I mean, sure, sure I can,
But I just get so happy. So so happy.
Do you see that?
Do you know?
And then you give me these bread crumbs.
These moments.
These words.
And I get so confused.
It's like it all starts up again and I'm lost in the quicksand of my mind,
Trying to find - you
But I can't
Because I can't know what you think unless I ask
I can't know what you feel unless you say
I can't suddenly be yours in less than a day
No matter what I say
No matter if you say okay
It's just
So much
Can I just brush you away?
Into some far corner of my mind.
I thought I was fine.
This is just so wild.
I feel like a child.
Like - do men ever go through this?
This crushing bliss? This wish for a kiss? This can I be your ignorance?
It's fascinating
The thoughts I'm exterminating
Hating
Co-creating
Relating
If I followed my intuition -
Here's my secret mission -
1. I tell you the truth. You say yes. I stay. You say no. I go.
OR
2. I say nothing. We both keep bluffing. We stay in the fantasy. We stay in the not knowing. We stay in the mystery. I stay glowing.

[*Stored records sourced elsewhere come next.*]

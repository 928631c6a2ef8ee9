//! Connection handling: acceptor, sessions and the presence registry.

pub mod acceptor;
pub mod context;
pub mod registry;
pub mod session;
pub mod state;
pub mod wire;

pub use acceptor::{Acceptor, SequentialUsernames, UsernameSource};
pub use context::SessionContext;
pub use registry::Registry;
pub use session::{Session, SessionLimits};
pub use state::ServerState;
//! `CommandContext` bound to a live session.

use std::sync::Arc;

use async_trait::async_trait;
use tracing::debug;

use crate::commands::CommandContext;
use crate::error::JobError;
use crate::server::session::Session;
use crate::server::state::ServerState;
use crate::worker::{CallbackFn, JobHandler, Kwargs};

/// Context for one input line from one session.
pub struct SessionContext {
    message: String,
    session: Arc<Session>,
    state: ServerState,
}

impl SessionContext {
    pub fn new(message: String, session: Arc<Session>, state: ServerState) -> Self {
        Self {
            message,
            session,
            state,
        }
    }
}

#[async_trait]
impl CommandContext for SessionContext {
    fn message(&self) -> &str {
        &self.message
    }

    fn current_username(&self) -> &str {
        self.session.username()
    }

    async fn all_usernames(&self) -> Vec<String> {
        self.state.registry.usernames().await
    }

    async fn send_message(&self, message: &str) -> bool {
        match self.session.send(message, None).await {
            Ok(()) => true,
            Err(e) => {
                debug!(error = %e, "Reply not delivered");
                false
            }
        }
    }

    async fn send_message_to_other_user(
        &self,
        recipient: &str,
        message: &str,
        sender: Option<&str>,
    ) -> bool {
        let Some(session) = self.state.registry.find(recipient).await else {
            return false;
        };
        match session.send(message, sender).await {
            Ok(()) => true,
            Err(e) => {
                debug!(recipient, error = %e, "Message not delivered");
                false
            }
        }
    }

    async fn is_user_online(&self, username: &str) -> bool {
        self.state.registry.find(username).await.is_some()
    }

    async fn run_in_background(
        &self,
        job: Arc<dyn JobHandler>,
        job_kwargs: Kwargs,
        callback: CallbackFn,
        callback_kwargs: Kwargs,
    ) -> Result<(), JobError> {
        let job_id = self
            .state
            .jobs
            .enqueue_job(job, job_kwargs, callback, callback_kwargs)
            .await?;
        debug!(username = %self.session.username(), job_id = %job_id, "Background job submitted");
        Ok(())
    }
}
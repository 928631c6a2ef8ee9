//! Built-in job functions.

use std::time::Duration;

use async_trait::async_trait;
use serde_json::{Value, json};

use crate::error::JobError;
use crate::worker::job::{JobHandler, Kwargs, require_i64, require_str};

/// n-th Fibonacci number, 1-indexed (`fib(1) == fib(2) == 1`).
pub fn fibonacci(n: i64) -> Result<u64, JobError> {
    if n < 1 {
        return Err(JobError::InvalidArgument {
            job: Fibonacci::NAME.to_string(),
            reason: "n must be greater than zero".to_string(),
        });
    }

    let (mut prev, mut current) = (1u64, 1u64);
    for _ in 2..n {
        let next = prev.checked_add(current).ok_or_else(|| JobError::Overflow {
            job: Fibonacci::NAME.to_string(),
            input: n.to_string(),
        })?;
        prev = current;
        current = next;
    }
    Ok(current)
}

/// CPU-bound Fibonacci job. Expects an integer kwarg `n`.
#[derive(Debug, Default, Clone, Copy)]
pub struct Fibonacci;

impl Fibonacci {
    pub const NAME: &'static str = "fibonacci";
}

#[async_trait]
impl JobHandler for Fibonacci {
    fn name(&self) -> &str {
        Self::NAME
    }

    async fn run(&self, kwargs: &Kwargs) -> Result<Value, JobError> {
        let n = require_i64(kwargs, "n", Self::NAME)?;
        let value = tokio::task::spawn_blocking(move || fibonacci(n))
            .await
            .map_err(|e| JobError::Panicked {
                job: Self::NAME.to_string(),
                reason: e.to_string(),
            })??;
        Ok(json!(value))
    }
}

/// Network-bound job returning the byte length of a remote resource.
/// Expects a string kwarg `url`.
#[derive(Debug, Clone)]
pub struct ResourceLength {
    client: reqwest::Client,
}

impl ResourceLength {
    pub const NAME: &'static str = "resource_length";

    pub fn new(timeout: Duration) -> Result<Self, reqwest::Error> {
        let client = reqwest::Client::builder().timeout(timeout).build()?;
        Ok(Self { client })
    }

    pub fn with_client(client: reqwest::Client) -> Self {
        Self { client }
    }

    async fn fetch_length(&self, url: &str) -> Result<usize, JobError> {
        let fetch_err = |reason: String| JobError::Fetch {
            url: url.to_string(),
            reason,
        };

        let response = self
            .client
            .get(url)
            .send()
            .await
            .map_err(|e| fetch_err(e.to_string()))?;

        let status = response.status();
        if !status.is_success() {
            return Err(fetch_err(format!("HTTP {status}")));
        }

        let body = response
            .bytes()
            .await
            .map_err(|e| fetch_err(e.to_string()))?;
        Ok(body.len())
    }
}

#[async_trait]
impl JobHandler for ResourceLength {
    fn name(&self) -> &str {
        Self::NAME
    }

    async fn run(&self, kwargs: &Kwargs) -> Result<Value, JobError> {
        let url = require_str(kwargs, "url", Self::NAME)?;
        let length = self.fetch_length(url).await?;
        tracing::debug!(url, length, "Fetched remote resource");
        Ok(json!(length))
    }
}
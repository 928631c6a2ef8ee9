//! Job manager: job queue, result monitor and callback correlation.
//!
//! Jobs are pushed onto an unbounded queue shared by a fixed pool of
//! [`JobWorker`]s. Workers push results onto a second queue drained by a
//! single monitor task, which pops the matching callback from the
//! correlation table and runs it. Each callback fires at most once.

use std::collections::HashMap;
use std::sync::Arc;
use std::sync::atomic::{AtomicU64, Ordering};

use serde::Serialize;
use tokio::sync::{Mutex, mpsc};
use tokio::task::JoinHandle;
use tracing::{debug, error, info, warn};
use uuid::Uuid;

use crate::error::JobError;
use crate::worker::job::{CallbackEntry, CallbackFn, Job, JobHandler, JobResult, Kwargs, WorkerId};
use crate::worker::worker::JobWorker;

/// Counters describing job traffic.
#[derive(Debug, Default)]
pub struct JobStats {
    submitted: AtomicU64,
    completed: AtomicU64,
    failed: AtomicU64,
    callbacks_run: AtomicU64,
    callback_failures: AtomicU64,
    orphaned_results: AtomicU64,
}

/// Point-in-time copy of [`JobStats`].
#[derive(Debug, Clone, Copy, PartialEq, Eq, Default, Serialize)]
pub struct JobStatsSnapshot {
    pub submitted: u64,
    pub completed: u64,
    pub failed: u64,
    pub callbacks_run: u64,
    pub callback_failures: u64,
    pub orphaned_results: u64,
}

I've done this before. It didn't go well. That's when he told me about his other southern belle. That was a shame. So, I understand, you're not totally to blame. And I'm not even thinking about what you want. It's all me, me, me. It's all where do I want to be. And it's in someone's arms. It's in someone's charms. But that someone isn't anyone, its true. It's someone. And that someone is you.